Dataset excerpts:
++++++

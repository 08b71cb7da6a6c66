//! Attribute Application
//!
//! Each prop key is handled by the first matching rule of `RULES`. Rules
//! are plain functions over the host `Document`; the last one matches every
//! key, so dispatch never falls through.

use anyhow::Result;
use fos_dom::{Document, NodeId, PropertyValue};

use crate::class::class_name;
use crate::{Config, Props, Value};

/// Attributes whose presence means `true`
pub static BOOLEAN_ATTRIBUTES: &[&str] = &[
    "allowfullscreen", "async", "autofocus", "autoplay", "checked", "controls",
    "default", "defer", "disabled", "formnovalidate", "hidden", "inert", "ismap",
    "itemscope", "loop", "multiple", "muted", "nomodule", "novalidate", "open",
    "playsinline", "readonly", "required", "reversed", "selected",
];

/// Keys assigned through a typed DOM property: (key, property, fallback attribute)
pub static TYPED_PROPERTIES: &[(&str, &str, &str)] = &[
    ("spellCheck", "spellcheck", "spellcheck"),
    ("htmlFor", "htmlFor", "for"),
    ("tabIndex", "tabIndex", "tabindex"),
    ("contentEditable", "contentEditable", "contenteditable"),
    ("draggable", "draggable", "draggable"),
    ("value", "value", "value"),
    ("readOnly", "readOnly", "readonly"),
];

/// Keys consumed by the factory, never applied
const RESERVED: &[&str] = &["ref", "namespaceURI", "children"];

type MatchFn = fn(&str, &Value) -> bool;
type ApplyFn = fn(&mut Document, NodeId, &str, &Value, &Config) -> Result<()>;

/// One prop normalization rule
#[derive(Clone, Copy)]
pub struct PropRule {
    pub name: &'static str,
    matches: MatchFn,
    apply: ApplyFn,
}

impl PropRule {
    pub fn matches(&self, key: &str, value: &Value) -> bool {
        (self.matches)(key, value)
    }

    pub fn apply(&self, doc: &mut Document, node: NodeId, key: &str, value: &Value, config: &Config) -> Result<()> {
        (self.apply)(doc, node, key, value, config)
    }
}

impl std::fmt::Debug for PropRule {
    fn fmt(&self, f: &mut std::fmt::Formatter<'_>) -> std::fmt::Result {
        f.debug_struct("PropRule").field("name", &self.name).finish_non_exhaustive()
    }
}

const GENERIC: PropRule = PropRule {
    name: "attribute",
    matches: |_, _| true,
    apply: apply_generic,
};

/// Rules in priority order
pub static RULES: &[PropRule] = &[
    PropRule {
        name: "reserved",
        matches: |key, _| RESERVED.contains(&key),
        apply: |_, _, _, _, _| Ok(()),
    },
    PropRule {
        name: "class",
        matches: |key, _| key == "class" || key == "className",
        apply: apply_class,
    },
    PropRule {
        name: "style",
        matches: |key, _| key == "style",
        apply: apply_style,
    },
    PropRule {
        name: "dataset",
        matches: |key, _| key == "dataset",
        apply: apply_dataset,
    },
    PropRule {
        name: "innerHTML",
        matches: |key, _| key == "innerHTML",
        apply: apply_inner_html,
    },
    PropRule {
        name: "text",
        matches: |key, _| key == "innerText" || key == "textContent",
        apply: apply_text,
    },
    PropRule {
        name: "event",
        matches: |key, value| key.len() > 2 && key.starts_with("on") && matches!(value, Value::Listener(_)),
        apply: apply_event,
    },
    PropRule {
        name: "boolean",
        matches: |key, value| matches!(value, Value::Bool(_)) && is_boolean_attribute(key),
        apply: apply_boolean,
    },
    PropRule {
        name: "property",
        matches: |key, _| typed_property(key).is_some(),
        apply: apply_typed_property,
    },
    PropRule {
        name: "data",
        matches: |key, _| key.starts_with("data-"),
        apply: apply_data_attribute,
    },
    GENERIC,
];

/// The rule that handles `key` with `value`
pub fn rule_for(key: &str, value: &Value) -> &'static PropRule {
    RULES.iter().find(|rule| rule.matches(key, value)).unwrap_or(&GENERIC)
}

/// Known boolean attribute, case-insensitive
pub fn is_boolean_attribute(name: &str) -> bool {
    BOOLEAN_ATTRIBUTES.iter().any(|attr| attr.eq_ignore_ascii_case(name))
}

fn typed_property(key: &str) -> Option<(&'static str, &'static str)> {
    TYPED_PROPERTIES
        .iter()
        .find(|(k, _, _)| *k == key)
        .map(|&(_, property, attribute)| (property, attribute))
}

/// Apply props with the default configuration
pub fn apply_props(doc: &mut Document, node: NodeId, props: &Props) -> Result<()> {
    apply_props_with(doc, node, props, &Config::default())
}

/// Apply every prop, in order, through its rule
pub fn apply_props_with(doc: &mut Document, node: NodeId, props: &Props, config: &Config) -> Result<()> {
    for (key, value) in props.iter() {
        let rule = rule_for(key, value);
        tracing::trace!("prop '{}' via {} rule on node {}", key, rule.name, node);
        rule.apply(doc, node, key, value, config)?;
    }
    Ok(())
}

fn to_property_value(value: &Value) -> PropertyValue {
    match value {
        Value::Bool(b) => PropertyValue::Bool(*b),
        Value::Number(n) => PropertyValue::Number(*n),
        other => PropertyValue::Str(other.to_string()),
    }
}

/// Presence semantics: `true` sets `""`, `false` removes
fn set_presence(doc: &mut Document, node: NodeId, name: &str, present: bool) -> Result<()> {
    if present {
        doc.set_attribute(node, name, "")?;
    } else {
        doc.remove_attribute(node, name)?;
    }
    Ok(())
}

fn apply_class(doc: &mut Document, node: NodeId, _key: &str, value: &Value, _: &Config) -> Result<()> {
    if value.is_nullish() {
        doc.remove_attribute(node, "class")?;
    } else {
        doc.set_class_name(node, &class_name(value))?;
    }
    Ok(())
}

fn apply_style(doc: &mut Document, node: NodeId, _key: &str, value: &Value, _: &Config) -> Result<()> {
    match value {
        Value::Undefined | Value::Null => doc.remove_attribute(node, "style")?,
        Value::Map(declarations) => {
            for (name, value) in declarations.iter() {
                match value {
                    Value::Undefined | Value::Null | Value::Bool(false) => doc.remove_style_property(node, name)?,
                    value => doc.set_style_property(node, name, &value.to_string())?,
                }
            }
        }
        Value::Listener(_) | Value::Ref(_) => {}
        text => doc.set_style_text(node, &text.to_string())?,
    }
    Ok(())
}

fn apply_dataset(doc: &mut Document, node: NodeId, _key: &str, value: &Value, _: &Config) -> Result<()> {
    let Value::Map(entries) = value else {
        return Ok(());
    };
    for (key, value) in entries.iter() {
        if !value.is_nullish() {
            doc.set_data(node, key, &value.to_string())?;
        }
    }
    Ok(())
}

fn apply_inner_html(doc: &mut Document, node: NodeId, _key: &str, value: &Value, _: &Config) -> Result<()> {
    let markup = if value.is_nullish() { String::new() } else { value.to_string() };
    tracing::debug!("innerHTML on node {} ({} bytes)", node, markup.len());
    fos_html::set_inner_html(doc, node, &markup)?;
    Ok(())
}

fn apply_text(doc: &mut Document, node: NodeId, _key: &str, value: &Value, _: &Config) -> Result<()> {
    let text = if value.is_nullish() { String::new() } else { value.to_string() };
    doc.set_text_content(node, &text)?;
    Ok(())
}

fn apply_event(doc: &mut Document, node: NodeId, key: &str, value: &Value, config: &Config) -> Result<()> {
    let Value::Listener(callback) = value else {
        return Ok(());
    };
    let name = &key[2..];
    let event_type = if config.lowercase_events {
        name.to_ascii_lowercase()
    } else {
        name.to_string()
    };
    doc.add_event_listener(node, &event_type, callback.clone())?;
    Ok(())
}

fn apply_typed_property(doc: &mut Document, node: NodeId, key: &str, value: &Value, config: &Config) -> Result<()> {
    let Some((property, attribute)) = typed_property(key) else {
        return apply_generic(doc, node, key, value, config);
    };
    if value.is_callback() {
        return Ok(());
    }

    if doc.has_property(node, property) {
        if value.is_nullish() {
            doc.reset_property(node, property)?;
        } else {
            doc.set_property(node, property, to_property_value(value))?;
        }
        return Ok(());
    }

    // No such property on this element (SVG, or a tag without it)
    match value {
        Value::Undefined | Value::Null => doc.remove_attribute(node, attribute)?,
        Value::Bool(b) if is_boolean_attribute(attribute) => set_presence(doc, node, attribute, *b)?,
        value => doc.set_attribute(node, attribute, &value.to_string())?,
    }
    Ok(())
}

fn apply_data_attribute(doc: &mut Document, node: NodeId, key: &str, value: &Value, _: &Config) -> Result<()> {
    match value {
        Value::Undefined | Value::Null => doc.remove_attribute(node, key)?,
        Value::Listener(_) | Value::Ref(_) => {}
        value => doc.set_attribute(node, key, &value.to_string())?,
    }
    Ok(())
}

/// The attribute is always written; a same-named host property (input
/// checkedness, media muted) is kept in step with it
fn apply_boolean(doc: &mut Document, node: NodeId, key: &str, value: &Value, _: &Config) -> Result<()> {
    let name = key.to_ascii_lowercase();
    let present = value.truthy();
    set_presence(doc, node, &name, present)?;
    if doc.has_property(node, &name) {
        doc.set_property(node, &name, PropertyValue::Bool(present))?;
    }
    Ok(())
}

fn apply_generic(doc: &mut Document, node: NodeId, key: &str, value: &Value, _: &Config) -> Result<()> {
    match value {
        Value::Undefined | Value::Null => doc.remove_attribute(node, key)?,
        Value::Listener(_) | Value::Ref(_) => {
            tracing::trace!("ignoring callback for non-event key '{}'", key);
        }
        value if doc.has_property(node, key) => doc.set_property(node, key, to_property_value(value))?,
        Value::Bool(b) if !key.starts_with("aria-") => set_presence(doc, node, key, *b)?,
        value => doc.set_attribute(node, key, &value.to_string())?,
    }
    Ok(())
}
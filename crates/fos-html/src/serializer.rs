//! Markup serialization
//!
//! Follows the HTML fragment serialization rules: void elements have no
//! end tag, foreign elements are never self-closed, text is escaped
//! except inside raw text elements.

use fos_dom::{Document, NodeData, NodeId};

/// Elements serialized without an end tag
const VOID_ELEMENTS: &[&str] = &[
    "area", "base", "br", "col", "embed", "hr", "img", "input", "link", "meta", "param", "source",
    "track", "wbr",
];

/// Elements whose text children are written verbatim
const RAW_TEXT_ELEMENTS: &[&str] = &["script", "style", "xmp", "iframe", "noembed", "noframes", "plaintext"];

/// Which characters need escaping
#[derive(Debug, Clone, Copy, PartialEq, Eq)]
enum Escape {
    Text,
    Attribute,
    Raw,
}

/// Fragment serializer behind `innerHTML` and `outerHTML`
#[derive(Debug, Default)]
pub struct HtmlSerializer;

impl HtmlSerializer {
    pub fn new() -> Self {
        Self
    }

    /// Markup of the children only
    pub fn serialize_inner(&self, doc: &Document, node_id: NodeId) -> String {
        let mut out = String::new();
        self.write_children(doc, node_id, Escape::Text, &mut out);
        out
    }

    /// Markup of the node itself and its subtree
    pub fn serialize_outer(&self, doc: &Document, node_id: NodeId) -> String {
        let mut out = String::new();
        self.write_node(doc, node_id, Escape::Text, &mut out);
        out
    }

    fn write_node(&self, doc: &Document, node_id: NodeId, text_mode: Escape, out: &mut String) {
        let Some(node) = doc.node(node_id) else {
            return;
        };

        match &node.data {
            NodeData::Document => self.write_children(doc, node_id, Escape::Text, out),
            NodeData::Text(text) => escape_into(text, text_mode, out),
            NodeData::Comment(text) => {
                out.push_str("<!--");
                out.push_str(text);
                out.push_str("-->");
            }
            NodeData::Element(elem) => {
                let name = elem.local_name.as_str();
                out.push('<');
                out.push_str(name);
                for attr in elem.attrs.iter() {
                    out.push(' ');
                    out.push_str(&attr.name);
                    out.push_str("=\"");
                    escape_into(&attr.value, Escape::Attribute, out);
                    out.push('"');
                }
                out.push('>');

                let html = elem.is_html();
                if html && VOID_ELEMENTS.contains(&name) {
                    return;
                }
                let mode = if html && RAW_TEXT_ELEMENTS.contains(&name) { Escape::Raw } else { Escape::Text };
                self.write_children(doc, node_id, mode, out);
                out.push_str("</");
                out.push_str(name);
                out.push('>');
            }
        }
    }

    fn write_children(&self, doc: &Document, parent: NodeId, mode: Escape, out: &mut String) {
        for child in doc.child_nodes(parent) {
            self.write_node(doc, child, mode, out);
        }
    }
}

fn escape_into(value: &str, mode: Escape, out: &mut String) {
    if mode == Escape::Raw {
        out.push_str(value);
        return;
    }
    for c in value.chars() {
        let entity = match (c, mode) {
            ('&', _) => "&amp;",
            ('\u{a0}', _) => "&nbsp;",
            ('<', Escape::Text) => "&lt;",
            ('>', Escape::Text) => "&gt;",
            ('"', Escape::Attribute) => "&quot;",
            _ => {
                out.push(c);
                continue;
            }
        };
        out.push_str(entity);
    }
}

/// `element.innerHTML`
pub fn inner_html(doc: &Document, node_id: NodeId) -> String {
    HtmlSerializer::new().serialize_inner(doc, node_id)
}

/// `element.outerHTML`
pub fn outer_html(doc: &Document, node_id: NodeId) -> String {
    HtmlSerializer::new().serialize_outer(doc, node_id)
}
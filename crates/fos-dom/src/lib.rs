//! fOS DOM - Document Object Model
//!
//! Arena-backed DOM tree used as the host for element construction:
//! namespace-aware elements, attributes, inline style, class list,
//! dataset, typed DOM properties and event listeners.

mod node;
mod tree;
mod document;
mod attributes;
mod classlist;
mod dataset;
mod style;
mod events;
mod properties;
mod operations;

pub use node::{Node, NodeData, NodeType, ElementData};
pub use tree::{DomTree, Children};
pub use document::Document;
pub use attributes::{Attr, NamedNodeMap};
pub use classlist::DOMTokenList;
pub use dataset::DOMStringMap;
pub use style::StyleDeclaration;
pub use events::{Event, EventCallback, ListenerId};
pub use properties::{PropertyValue, PropertyKind, PropertyDef};
pub use operations::{DomError, DomResult};

/// HTML namespace URI
pub const HTML_NAMESPACE: &str = "http://www.w3.org/1999/xhtml";

/// SVG namespace URI
pub const SVG_NAMESPACE: &str = "http://www.w3.org/2000/svg";

/// Node identifier (index into arena)
#[derive(Debug, Clone, Copy, PartialEq, Eq, Hash, PartialOrd, Ord)]
pub struct NodeId(pub(crate) u32);

impl NodeId {
    /// Root (document) node ID
    pub const ROOT: NodeId = NodeId(0);

    /// Sentinel for "no node"
    pub const NONE: NodeId = NodeId(u32::MAX);

    /// Check whether this points at a node
    #[inline]
    pub fn is_valid(self) -> bool {
        self != Self::NONE
    }

    /// Raw arena index
    #[inline]
    pub fn index(self) -> usize {
        self.0 as usize
    }
}

impl std::fmt::Display for NodeId {
    fn fmt(&self, f: &mut std::fmt::Formatter<'_>) -> std::fmt::Result {
        write!(f, "{}", self.0)
    }
}
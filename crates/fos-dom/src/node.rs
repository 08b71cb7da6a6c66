//! DOM Node
//!
//! Nodes link to each other through `NodeId`s into the arena rather than
//! pointers, so a node can be moved between parents without reallocation.

use std::collections::HashMap;

use crate::{NamedNodeMap, NodeId, HTML_NAMESPACE};
use crate::events::RegisteredListener;
use crate::properties::PropertyValue;

/// Arena slot: tree links plus the payload
#[derive(Debug)]
pub struct Node {
    pub parent: NodeId,
    pub first_child: NodeId,
    /// Kept so appending does not walk the sibling chain
    pub last_child: NodeId,
    pub prev_sibling: NodeId,
    pub next_sibling: NodeId,
    pub data: NodeData,
}

impl From<NodeData> for Node {
    fn from(data: NodeData) -> Self {
        Node {
            parent: NodeId::NONE,
            first_child: NodeId::NONE,
            last_child: NodeId::NONE,
            prev_sibling: NodeId::NONE,
            next_sibling: NodeId::NONE,
            data,
        }
    }
}

impl Node {
    pub fn element(namespace: &str, local_name: &str) -> Self {
        NodeData::Element(ElementData::new(namespace, local_name)).into()
    }

    pub fn text(content: String) -> Self {
        NodeData::Text(content).into()
    }

    pub fn comment(content: String) -> Self {
        NodeData::Comment(content).into()
    }

    /// The tree root; there is exactly one per `DomTree`
    pub fn document() -> Self {
        NodeData::Document.into()
    }

    #[inline]
    pub fn is_element(&self) -> bool {
        self.as_element().is_some()
    }

    #[inline]
    pub fn as_element(&self) -> Option<&ElementData> {
        if let NodeData::Element(elem) = &self.data { Some(elem) } else { None }
    }

    #[inline]
    pub fn as_element_mut(&mut self) -> Option<&mut ElementData> {
        if let NodeData::Element(elem) = &mut self.data { Some(elem) } else { None }
    }

    /// Character data of a text node; comments are not included
    #[inline]
    pub fn as_text(&self) -> Option<&str> {
        if let NodeData::Text(text) = &self.data { Some(text) } else { None }
    }

    pub fn node_type(&self) -> NodeType {
        match &self.data {
            NodeData::Document => NodeType::Document,
            NodeData::Element(_) => NodeType::Element,
            NodeData::Text(_) => NodeType::Text,
            NodeData::Comment(_) => NodeType::Comment,
        }
    }
}

/// Node type, with the numeric codes of `Node.nodeType`
#[derive(Debug, Clone, Copy, PartialEq, Eq)]
#[repr(u16)]
pub enum NodeType {
    Element = 1,
    Text = 3,
    Comment = 8,
    Document = 9,
}

#[derive(Debug)]
pub enum NodeData {
    Document,
    Element(ElementData),
    Text(String),
    Comment(String),
}

/// Namespace, name, attributes and listeners of an element
#[derive(Debug)]
pub struct ElementData {
    pub namespace: String,
    /// Case preserved for foreign elements
    pub local_name: String,
    /// In insertion order
    pub attrs: NamedNodeMap,
    /// Property state not reflected to attributes (input value, checkedness)
    pub(crate) state: HashMap<String, PropertyValue>,
    pub(crate) listeners: Vec<RegisteredListener>,
}

impl ElementData {
    pub fn new(namespace: &str, local_name: &str) -> Self {
        ElementData {
            namespace: namespace.into(),
            local_name: local_name.into(),
            attrs: NamedNodeMap::new(),
            state: HashMap::new(),
            listeners: Vec::new(),
        }
    }

    #[inline]
    pub fn is_html(&self) -> bool {
        self.namespace == HTML_NAMESPACE
    }

    pub fn get_attr(&self, name: &str) -> Option<&str> {
        self.attrs.get_attribute(name)
    }

    pub fn set_attr(&mut self, name: &str, value: &str) {
        self.attrs.set_attribute(name, value);
    }

    /// Returns whether the attribute was present
    pub fn remove_attr(&mut self, name: &str) -> bool {
        self.attrs.remove_named_item(name).is_some()
    }

    /// `Element.tagName`: uppercased for HTML elements only
    pub fn tag_name(&self) -> String {
        if !self.is_html() {
            return self.local_name.clone();
        }
        self.local_name.to_ascii_uppercase()
    }
}

#[cfg(test)]
mod tests {
    use super::*;
    use crate::SVG_NAMESPACE;

    #[test]
    fn test_tag_name_case() {
        let div = ElementData::new(HTML_NAMESPACE, "div");
        assert_eq!(div.tag_name(), "DIV");

        let clip = ElementData::new(SVG_NAMESPACE, "clipPath");
        assert_eq!(clip.tag_name(), "clipPath");
    }

    #[test]
    fn test_node_type_codes() {
        assert_eq!(Node::text("x".into()).node_type() as u16, 3);
        assert_eq!(Node::element(HTML_NAMESPACE, "p").node_type() as u16, 1);
        assert_eq!(Node::document().node_type(), NodeType::Document);
    }

    #[test]
    fn test_attr_roundtrip() {
        let mut elem = ElementData::new(HTML_NAMESPACE, "input");
        elem.set_attr("disabled", "");
        assert_eq!(elem.get_attr("disabled"), Some(""));
        assert!(elem.remove_attr("disabled"));
        assert!(!elem.remove_attr("disabled"));
        assert_eq!(elem.get_attr("disabled"), None);
    }
}
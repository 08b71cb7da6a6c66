//! Element Factory
//!
//! `create_element` turns a tag, props and children into a node in the
//! caller's document. String tags go through namespace resolution, prop
//! application and children append; components render themselves; an
//! existing node is passed through. A `ref` callback then receives the
//! result exactly once.

use std::fmt;
use std::rc::Rc;

use anyhow::Result;
use fos_dom::{Document, NodeId};

use crate::children::append_children;
use crate::namespace::{resolve_with, CreationMode};
use crate::props::apply_props_with;
use crate::{Config, Props, Value};

/// Function component
pub trait Component {
    /// Render into `doc`. `props` always carries a `children` list.
    fn render(&self, doc: &mut Document, props: Props) -> Result<NodeId>;
}

impl<F> Component for F
where
    F: Fn(&mut Document, Props) -> Result<NodeId>,
{
    fn render(&self, doc: &mut Document, props: Props) -> Result<NodeId> {
        self(doc, props)
    }
}

/// What to construct
#[derive(Clone)]
pub enum Tag {
    /// Element tag name
    Name(String),
    /// Function component
    Component(Rc<dyn Component>),
    /// Existing node, returned as is
    Node(NodeId),
}

impl Tag {
    /// Wrap a function component
    pub fn component<F>(render: F) -> Self
    where
        F: Fn(&mut Document, Props) -> Result<NodeId> + 'static,
    {
        Self::Component(Rc::new(render))
    }
}

impl fmt::Debug for Tag {
    fn fmt(&self, f: &mut fmt::Formatter<'_>) -> fmt::Result {
        match self {
            Self::Name(name) => f.debug_tuple("Name").field(name).finish(),
            Self::Component(_) => f.write_str("Component(..)"),
            Self::Node(id) => f.debug_tuple("Node").field(id).finish(),
        }
    }
}

impl From<&str> for Tag {
    fn from(name: &str) -> Self {
        Self::Name(name.to_string())
    }
}

impl From<String> for Tag {
    fn from(name: String) -> Self {
        Self::Name(name)
    }
}

impl From<NodeId> for Tag {
    fn from(id: NodeId) -> Self {
        Self::Node(id)
    }
}

impl From<Rc<dyn Component>> for Tag {
    fn from(component: Rc<dyn Component>) -> Self {
        Self::Component(component)
    }
}

/// Element construction engine
#[derive(Debug, Clone, Default)]
pub struct Jsx {
    config: Config,
}

impl Jsx {
    pub fn new(config: Config) -> Self {
        Self { config }
    }

    pub fn config(&self) -> &Config {
        &self.config
    }

    /// Build a node from a tag, props and children
    pub fn create_element(
        &self,
        doc: &mut Document,
        tag: impl Into<Tag>,
        mut props: Props,
        children: Vec<Value>,
    ) -> Result<NodeId> {
        let ref_callback = props.remove("ref");

        let node = match tag.into() {
            Tag::Component(component) => {
                props.insert("children", Value::List(children));
                tracing::debug!("rendering component with {} props", props.len());
                component.render(doc, props)?
            }
            Tag::Node(node) => node,
            Tag::Name(name) => self.build_element(doc, &name, &props, &children)?,
        };

        if let Some(Value::Ref(callback)) = ref_callback {
            callback(doc, node);
        }
        Ok(node)
    }

    fn build_element(&self, doc: &mut Document, tag: &str, props: &Props, children: &[Value]) -> Result<NodeId> {
        let explicit_namespace = props.get("namespaceURI").and_then(Value::as_str);
        let resolution = resolve_with(tag, explicit_namespace, self.config.svg);

        let node = match resolution.mode {
            CreationMode::Html => doc.create_element(tag),
            CreationMode::Namespaced => doc.create_element_ns(resolution.namespace_uri, tag),
        };
        tracing::trace!("created <{}> as node {} in {}", tag, node, resolution.namespace_uri);

        apply_props_with(doc, node, props, &self.config)?;
        append_children(doc, node, children)?;
        Ok(node)
    }
}

/// Build a node with the default configuration
pub fn create_element<T: Into<Tag>>(doc: &mut Document, tag: T, props: Props, children: Vec<Value>) -> Result<NodeId> {
    Jsx::default().create_element(doc, tag, props, children)
}
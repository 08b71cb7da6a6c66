//! dataset
//!
//! `data-*` attributes viewed as a camelCase keyed map.

use crate::Attr;

const PREFIX: &str = "data-";

/// Read-only view of an element's `data-*` attributes
#[derive(Debug, Clone, Default, PartialEq, Eq)]
pub struct DOMStringMap {
    entries: Vec<(String, String)>,
}

impl DOMStringMap {
    pub fn new() -> Self {
        Self::default()
    }

    /// Collect `data-*` attributes, in attribute order
    pub fn from_attributes<'a>(attrs: impl IntoIterator<Item = &'a Attr>) -> Self {
        let mut map = Self::new();
        for attr in attrs {
            if let Some(rest) = attr.name.strip_prefix(PREFIX) {
                map.entries.push((camelize(rest), attr.value.clone()));
            }
        }
        map
    }

    pub fn get(&self, key: &str) -> Option<&str> {
        self.entries
            .iter()
            .find_map(|(k, v)| (k == key).then_some(v.as_str()))
    }

    pub fn has(&self, key: &str) -> bool {
        self.get(key).is_some()
    }

    pub fn len(&self) -> usize {
        self.entries.len()
    }

    pub fn is_empty(&self) -> bool {
        self.entries.is_empty()
    }

    pub fn keys(&self) -> impl Iterator<Item = &str> {
        self.entries.iter().map(|(k, _)| k.as_str())
    }

    /// `userId` -> `data-user-id`
    pub fn to_attribute_name(key: &str) -> String {
        let mut name = String::from(PREFIX);
        for c in key.chars() {
            if c.is_ascii_uppercase() {
                name.push('-');
            }
            name.push(c.to_ascii_lowercase());
        }
        name
    }
}

/// `user-id` -> `userId`; a dash before a non-letter is kept
fn camelize(rest: &str) -> String {
    let mut out = String::with_capacity(rest.len());
    let mut chars = rest.chars().peekable();
    while let Some(c) = chars.next() {
        match (c, chars.peek()) {
            ('-', Some(next)) if next.is_ascii_lowercase() => {
                out.push(next.to_ascii_uppercase());
                chars.next();
            }
            _ => out.push(c),
        }
    }
    out
}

++++++

Description of the task:
The required output is every line above from the one with "use crate::SVG_NAMESPACE;" down to the one with "as u16, 3);", restated word for word, ends included.

Solution for this exercise:
    use crate::SVG_NAMESPACE;

    #[test]
    fn test_tag_name_case() {
        let div = ElementData::new(HTML_NAMESPACE, "div");
        assert_eq!(div.tag_name(), "DIV");

        let clip = ElementData::new(SVG_NAMESPACE, "clipPath");
        assert_eq!(clip.tag_name(), "clipPath");
    }

    #[test]
    fn test_node_type_codes() {
        assert_eq!(Node::text("x".into()).node_type() as u16, 3);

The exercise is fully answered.